# Prompt
Please output the whole listing below exactly as it is.

# Available data
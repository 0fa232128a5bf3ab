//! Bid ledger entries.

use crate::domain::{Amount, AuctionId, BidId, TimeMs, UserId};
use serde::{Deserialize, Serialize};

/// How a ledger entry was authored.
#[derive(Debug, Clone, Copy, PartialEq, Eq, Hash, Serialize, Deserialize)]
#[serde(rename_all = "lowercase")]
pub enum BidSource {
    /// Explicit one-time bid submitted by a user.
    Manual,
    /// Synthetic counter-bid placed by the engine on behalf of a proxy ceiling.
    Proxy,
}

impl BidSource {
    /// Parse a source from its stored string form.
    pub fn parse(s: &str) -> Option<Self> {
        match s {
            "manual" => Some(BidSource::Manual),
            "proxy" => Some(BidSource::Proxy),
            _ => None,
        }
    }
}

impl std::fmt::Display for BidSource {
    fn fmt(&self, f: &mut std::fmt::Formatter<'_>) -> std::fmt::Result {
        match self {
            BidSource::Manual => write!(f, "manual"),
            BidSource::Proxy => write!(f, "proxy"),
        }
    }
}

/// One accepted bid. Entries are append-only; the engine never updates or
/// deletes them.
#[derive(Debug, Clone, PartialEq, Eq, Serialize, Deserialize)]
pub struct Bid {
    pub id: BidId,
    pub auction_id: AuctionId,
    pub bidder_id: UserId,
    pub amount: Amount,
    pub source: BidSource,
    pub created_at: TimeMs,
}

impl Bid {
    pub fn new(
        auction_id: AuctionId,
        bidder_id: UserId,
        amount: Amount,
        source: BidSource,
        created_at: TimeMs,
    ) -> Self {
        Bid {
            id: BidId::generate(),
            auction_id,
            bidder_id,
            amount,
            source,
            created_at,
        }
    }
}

# Answer box
repository 0fa232128a5bf3ab
//! Bid ledger entries.

use crate::domain::{Amount, AuctionId, BidId, TimeMs, UserId};
use serde::{Deserialize, Serialize};

/// How a ledger entry was authored.
#[derive(Debug, Clone, Copy, PartialEq, Eq, Hash, Serialize, Deserialize)]
#[serde(rename_all = "lowercase")]
pub enum BidSource {
    /// Explicit one-time bid submitted by a user.
    Manual,
    /// Synthetic counter-bid placed by the engine on behalf of a proxy ceiling.
    Proxy,
}

impl BidSource {
    /// Parse a source from its stored string form.
    pub fn parse(s: &str) -> Option<Self> {
        match s {
            "manual" => Some(BidSource::Manual),
            "proxy" => Some(BidSource::Proxy),
            _ => None,
        }
    }
}

impl std::fmt::Display for BidSource {
    fn fmt(&self, f: &mut std::fmt::Formatter<'_>) -> std::fmt::Result {
        match self {
            BidSource::Manual => write!(f, "manual"),
            BidSource::Proxy => write!(f, "proxy"),
        }
    }
}

/// One accepted bid. Entries are append-only; the engine never updates or
/// deletes them.
#[derive(Debug, Clone, PartialEq, Eq, Serialize, Deserialize)]
pub struct Bid {
    pub id: BidId,
    pub auction_id: AuctionId,
    pub bidder_id: UserId,
    pub amount: Amount,
    pub source: BidSource,
    pub created_at: TimeMs,
}

impl Bid {
    pub fn new(
        auction_id: AuctionId,
        bidder_id: UserId,
        amount: Amount,
        source: BidSource,
        created_at: TimeMs,
    ) -> Self {
        Bid {
            id: BidId::generate(),
            auction_id,
            bidder_id,
            amount,
            source,
            created_at,
        }
    }
}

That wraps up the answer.